--- Exercise data ---

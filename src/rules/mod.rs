// SPDX-License-Identifier: PMPL-1.0-or-later
// SPDX-FileCopyrightText: 2025 Jonathan D.A. Jewell
//! Rule-block parsing and same-element color pairing
//!
//! Stylesheets are segmented by a line-scanning state machine rather than a
//! CSS grammar: a line containing `{` opens a block, brace deltas of the
//! following lines are summed, and the block closes when the depth drops back
//! to zero or below. A line that closes a rule before opening the next one
//! is handled as its two halves. Each closed block is analyzed in isolation. There is no
//! cascade, specificity or inheritance.

pub mod variables;

pub use variables::VariableTable;

use crate::error::Result;
use crate::extract::LineIndex;
use regex::Regex;
use std::collections::VecDeque;
use std::iter::Enumerate;
use std::str::Lines;

/// Characters of each declaration line kept in a pair's context
const CONTEXT_LINE_CHARS: usize = 40;

/// One declaration line of a block
#[derive(Debug, Clone, PartialEq, Eq)]
pub struct BlockLine {
    /// 1-based
    pub number: usize,
    pub text: String,
}

/// A selector and the declaration lines bound to it
#[derive(Debug, Clone, PartialEq, Eq)]
pub struct DeclarationBlock {
    pub selector: String,
    pub lines: Vec<BlockLine>,
    pub start_line: usize,
}

/// A foreground/background pair declared in the same block, not yet resolved
#[derive(Debug, Clone, PartialEq, Eq)]
pub struct ColorPair {
    pub selector: String,
    pub foreground: String,
    pub background: String,
    /// Line of the foreground declaration
    pub line: usize,
    pub context: String,
}

/// Iterator over the declaration blocks of one stylesheet
pub struct RuleBlocks<'a> {
    lines: Enumerate<Lines<'a>>,
    open: Option<(DeclarationBlock, i64)>,
    pending_selector: Option<&'a str>,
    ready: VecDeque<DeclarationBlock>,
}

impl<'a> RuleBlocks<'a> {
    pub fn new(text: &'a str) -> Self {
        Self {
            lines: text.lines().enumerate(),
            open: None,
            pending_selector: None,
            ready: VecDeque::new(),
        }
    }

    fn feed(&mut self, number: usize, line: &'a str) {
        let trimmed = line.trim();
        let delta = brace_delta(line);

        if line.contains('{') && !trimmed.starts_with("/*") {
            // `} .b {` or `.a { ... } .b {`: close first, then open from the tail
            if let Some(open_at) = line.rfind('{') {
                if let Some(close_at) = line[..open_at].rfind('}') {
                    let (closing, opening) = line.split_at(close_at + 1);
                    self.feed(number, closing);
                    self.feed(number, opening);
                    return;
                }
            }

            if let Some((block, _)) = self.open.take() {
                self.ready.push_back(block);
            }

            let head = line.split('{').next().unwrap_or("");
            let head = head.trim().trim_start_matches('}').trim();
            let selector = if head.is_empty() {
                self.pending_selector.unwrap_or("").trim().to_string()
            } else {
                head.to_string()
            };
            self.pending_selector = None;

            let block = DeclarationBlock {
                selector,
                lines: vec![BlockLine {
                    number,
                    text: line.to_string(),
                }],
                start_line: number,
            };
            if delta <= 0 {
                self.ready.push_back(block);
            } else {
                self.open = Some((block, delta));
            }
            return;
        }

        match self.open.as_mut() {
            Some((block, depth)) => {
                block.lines.push(BlockLine {
                    number,
                    text: line.to_string(),
                });
                *depth += delta;
                if *depth <= 0 {
                    if let Some((block, _)) = self.open.take() {
                        self.ready.push_back(block);
                    }
                }
            }
            None => {
                if !trimmed.is_empty() && !trimmed.starts_with('}') {
                    self.pending_selector = Some(trimmed);
                }
            }
        }
    }
}

impl<'a> Iterator for RuleBlocks<'a> {
    type Item = DeclarationBlock;

    fn next(&mut self) -> Option<Self::Item> {
        loop {
            if let Some(block) = self.ready.pop_front() {
                return Some(block);
            }
            match self.lines.next() {
                Some((index, line)) => self.feed(index + 1, line),
                // Unbalanced braces: whatever is still open closes at end of input
                None => return self.open.take().map(|(block, _)| block),
            }
        }
    }
}

fn brace_delta(line: &str) -> i64 {
    line.chars().fold(0, |acc, c| match c {
        '{' => acc + 1,
        '}' => acc - 1,
        _ => acc,
    })
}

/// Compiled declaration patterns used for block analysis
#[derive(Debug)]
pub struct BlockAnalyzer {
    text_color: Regex,
    background: Regex,
    content: Regex,
    inline_style: Regex,
}

/// Value forms accepted on either side of a pair
const VALUE: &str = r"(var\((?:[^()]|\([^()]*\))*\)|#[0-9a-fA-F]{3,8}\b|rgba?\([^)]*\)|hsla?\([^)]*\)|[a-zA-Z]+)";

impl BlockAnalyzer {
    pub fn new() -> Result<Self> {
        Ok(Self {
            text_color: Regex::new(&format!(r"(?i)(?:^|[^-\w])color\s*:\s*{}", VALUE))?,
            background: Regex::new(&format!(
                r#"(?i)(?:^|[\s;{{"'])background(?:-color)?\s*:\s*{}"#,
                VALUE
            ))?,
            content: Regex::new(r"(?i)(?:^|[^-\w])content\s*:")?,
            inline_style: Regex::new(
                r#"<([a-zA-Z][\w-]*)\b[^>]*?\sstyle\s*=\s*(?:"([^"]*)"|'([^']*)')"#,
            )?,
        })
    }

    /// Rule blocks of a stylesheet
    pub fn blocks<'a>(&self, text: &'a str) -> RuleBlocks<'a> {
        RuleBlocks::new(text)
    }

    /// `style="..."` and `style='...'` attributes as blocks with selector
    /// `<tag style>`.
    ///
    /// Each declaration becomes its own `;`-terminated line.
    pub fn inline_style_blocks(&self, text: &str) -> Vec<DeclarationBlock> {
        let lines = LineIndex::new(text);
        self.inline_style
            .captures_iter(text)
            .filter_map(|caps| {
                let whole = caps.get(0)?;
                let number = lines.line_of(whole.start());
                let body = caps.get(2).or_else(|| caps.get(3))?;
                let declarations: Vec<BlockLine> = body
                    .as_str()
                    .split(';')
                    .map(str::trim)
                    .filter(|d| !d.is_empty())
                    .map(|d| BlockLine {
                        number,
                        text: format!("{};", d),
                    })
                    .collect();
                (!declarations.is_empty()).then(|| DeclarationBlock {
                    selector: format!("<{} style>", caps[1].to_ascii_lowercase()),
                    lines: declarations,
                    start_line: number,
                })
            })
            .collect()
    }

    /// Foreground/background pairs declared in one block.
    ///
    /// `::before`/`::after` blocks without `content` are decorative and skipped.
    /// `transparent` never pairs, and a pair whose two raw values are identical
    /// is dropped.
    pub fn pairs(&self, block: &DeclarationBlock) -> Vec<ColorPair> {
        let selector = block.selector.as_str();
        if (selector.contains("::before") || selector.contains("::after"))
            && !block.lines.iter().any(|l| self.content.is_match(&l.text))
        {
            return Vec::new();
        }

        let mut foregrounds = Vec::new();
        let mut backgrounds = Vec::new();
        for line in &block.lines {
            foregrounds.extend(
                declared_values(&self.text_color, &line.text).map(|value| (value, line)),
            );
            backgrounds.extend(
                declared_values(&self.background, &line.text).map(|value| (value, line)),
            );
        }

        let mut pairs = Vec::new();
        for (fg, fg_line) in &foregrounds {
            for (bg, bg_line) in &backgrounds {
                if fg == bg {
                    continue;
                }
                pairs.push(ColorPair {
                    selector: if selector.is_empty() {
                        "unknown".to_string()
                    } else {
                        selector.to_string()
                    },
                    foreground: fg.to_string(),
                    background: bg.to_string(),
                    line: fg_line.number,
                    context: pair_context(&fg_line.text, &bg_line.text),
                });
            }
        }
        pairs
    }
}

/// Values of one property on a line, each followed by `;` or `!`
fn declared_values<'t>(re: &'t Regex, line: &'t str) -> impl Iterator<Item = &'t str> + 't {
    re.captures_iter(line).filter_map(move |caps| {
        let value = caps.get(1)?;
        let rest = line[value.end()..].trim_start();
        if !(rest.starts_with(';') || rest.starts_with('!')) {
            return None;
        }
        let value = value.as_str().trim();
        (!value.eq_ignore_ascii_case("transparent")).then_some(value)
    })
}

fn pair_context(fg_line: &str, bg_line: &str) -> String {
    let head = |s: &str, n: usize| s.trim().chars().take(n).collect::<String>();
    if fg_line == bg_line {
        head(fg_line, CONTEXT_LINE_CHARS * 2)
    } else {
        format!(
            "{}...{}",
            head(fg_line, CONTEXT_LINE_CHARS),
            head(bg_line, CONTEXT_LINE_CHARS)
        )
    }
}

#[cfg(test)]
mod tests {
    use super::*;

    fn analyzer() -> BlockAnalyzer {
        BlockAnalyzer::new().unwrap()
    }

    fn all_pairs(css: &str) -> Vec<ColorPair> {
        let a = analyzer();
        a.blocks(css).flat_map(|b| a.pairs(&b)).collect()
    }

    #[test]
    fn test_blocks_multi_line() {
        let css = ".a {\n  color: #000;\n}\n\n.b\n{\n  background: #fff;\n}\n";
        let blocks: Vec<_> = RuleBlocks::new(css).collect();
        assert_eq!(blocks.len(), 2);
        assert_eq!(blocks[0].selector, ".a");
        assert_eq!(blocks[0].start_line, 1);
        assert_eq!(blocks[0].lines.len(), 3);
        assert_eq!(blocks[1].selector, ".b");
        assert_eq!(blocks[1].start_line, 6);
    }

    #[test]
    fn test_single_line_block_closes_immediately() {
        let blocks: Vec<_> = RuleBlocks::new(".x { color: #000; }\n.y { color: #fff; }").collect();
        assert_eq!(blocks.len(), 2);
        assert_eq!(blocks[1].selector, ".y");
    }

    #[test]
    fn test_unbalanced_block_closed_at_end() {
        let blocks: Vec<_> = RuleBlocks::new(".a {\n  color: #000;\n  background: #fff;").collect();
        assert_eq!(blocks.len(), 1);
        assert_eq!(blocks[0].lines.len(), 3);
    }

    #[test]
    fn test_nested_open_flushes_previous() {
        let css = "@media (min-width: 40rem) {\n  .a {\n    color: #000;\n  }\n}\n";
        let blocks: Vec<_> = RuleBlocks::new(css).collect();
        assert_eq!(blocks.len(), 2);
        assert_eq!(blocks[0].selector, "@media (min-width: 40rem)");
        assert_eq!(blocks[1].selector, ".a");
        assert_eq!(blocks[1].lines.len(), 3);
    }

    #[test]
    fn test_close_and_reopen_on_one_line() {
        let css = ".a {\n  color: #000;\n} .b {\n  background: #fff;\n  color: #333;\n}\n";
        let blocks: Vec<_> = RuleBlocks::new(css).collect();
        assert_eq!(blocks.len(), 2);
        assert_eq!(blocks[0].selector, ".a");
        assert_eq!(blocks[1].selector, ".b");
        assert_eq!(blocks[1].start_line, 3);
        assert_eq!(blocks[1].lines.len(), 4);

        let pairs = all_pairs(css);
        assert_eq!(pairs.len(), 1);
        assert_eq!(pairs[0].selector, ".b");
        assert_eq!(pairs[0].foreground, "#333");
    }

    #[test]
    fn test_single_line_block_then_open() {
        let css = ".a { color: #111; } .b {\n  color: #000;\n  background: #fff;\n}\n";
        let blocks: Vec<_> = RuleBlocks::new(css).collect();
        assert_eq!(blocks.len(), 2);
        assert_eq!(blocks[0].selector, ".a");
        assert_eq!(blocks[0].lines.len(), 1);
        assert_eq!(blocks[1].selector, ".b");

        let pairs = all_pairs(css);
        assert_eq!(pairs.len(), 1);
        assert_eq!(pairs[0].selector, ".b");
        assert_eq!(pairs[0].foreground, "#000");
    }

    #[test]
    fn test_two_rules_on_one_line_stay_apart() {
        let pairs = all_pairs(".a { color: #000; } .b { background: #fff; }");
        assert!(pairs.is_empty());
    }

    #[test]
    fn test_comment_line_does_not_open() {
        let blocks: Vec<_> = RuleBlocks::new("/* .fake { */\n.real {\n}\n").collect();
        assert_eq!(blocks.len(), 1);
        assert_eq!(blocks[0].selector, ".real");
    }

    #[test]
    fn test_single_pair() {
        let pairs = all_pairs(".x { color: #000; background: #fff; }");
        assert_eq!(pairs.len(), 1);
        assert_eq!(pairs[0].foreground, "#000");
        assert_eq!(pairs[0].background, "#fff");
        assert_eq!(pairs[0].selector, ".x");
    }

    #[test]
    fn test_cross_product() {
        let css = ".x {\n  color: #111;\n  color: var(--fg);\n  background-color: #fafafa !important;\n}";
        let pairs = all_pairs(css);
        assert_eq!(pairs.len(), 2);
        assert_eq!(pairs[1].foreground, "var(--fg)");
        assert_eq!(pairs[0].line, 2);
        assert_eq!(pairs[0].context, "color: #111;...background-color: #fafafa !important;");
    }

    #[test]
    fn test_border_color_is_not_text_color() {
        let pairs = all_pairs(".x {\n  border-color: #000;\n  background: #fff;\n}");
        assert!(pairs.is_empty());
    }

    #[test]
    fn test_transparent_and_identical_skipped() {
        assert!(all_pairs(".x { color: #fff; background: transparent; }").is_empty());
        assert!(all_pairs(".x { color: #fff; background: #fff; }").is_empty());
    }

    #[test]
    fn test_value_needs_terminator() {
        assert!(all_pairs(".x { color: #000; background: #fff url(a.png); }").is_empty());
    }

    #[test]
    fn test_pseudo_element_needs_content() {
        let decorative = ".x::before {\n  color: #000;\n  background: #fff;\n}";
        assert!(all_pairs(decorative).is_empty());
        let with_text = ".x::after {\n  content: 'New';\n  color: #000;\n  background: #fff;\n}";
        assert_eq!(all_pairs(with_text).len(), 1);
    }

    #[test]
    fn test_inline_style_blocks() {
        let a = analyzer();
        let html = "<body>\n<span class=\"tag\" style=\"color: #777; background-color: white\">x</span>";
        let blocks = a.inline_style_blocks(html);
        assert_eq!(blocks.len(), 1);
        assert_eq!(blocks[0].selector, "<span style>");
        assert_eq!(blocks[0].start_line, 2);
        let pairs = a.pairs(&blocks[0]);
        assert_eq!(pairs.len(), 1);
        assert_eq!(pairs[0].background, "white");
    }

    #[test]
    fn test_single_quoted_inline_style() {
        let a = analyzer();
        let blocks = a.inline_style_blocks("<p style='color: #777; background: #fff'>x</p>");
        assert_eq!(blocks.len(), 1);
        assert_eq!(blocks[0].selector, "<p style>");
        let pairs = a.pairs(&blocks[0]);
        assert_eq!(pairs.len(), 1);
        assert_eq!(pairs[0].foreground, "#777");
        assert_eq!(pairs[0].background, "#fff");
    }
}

---

Among the lines above, find those that contain the word "struct" and copy them.

* Expected output *
pub struct BlockLine {
pub struct DeclarationBlock {
pub struct ColorPair {
pub struct RuleBlocks<'a> {
pub struct BlockAnalyzer {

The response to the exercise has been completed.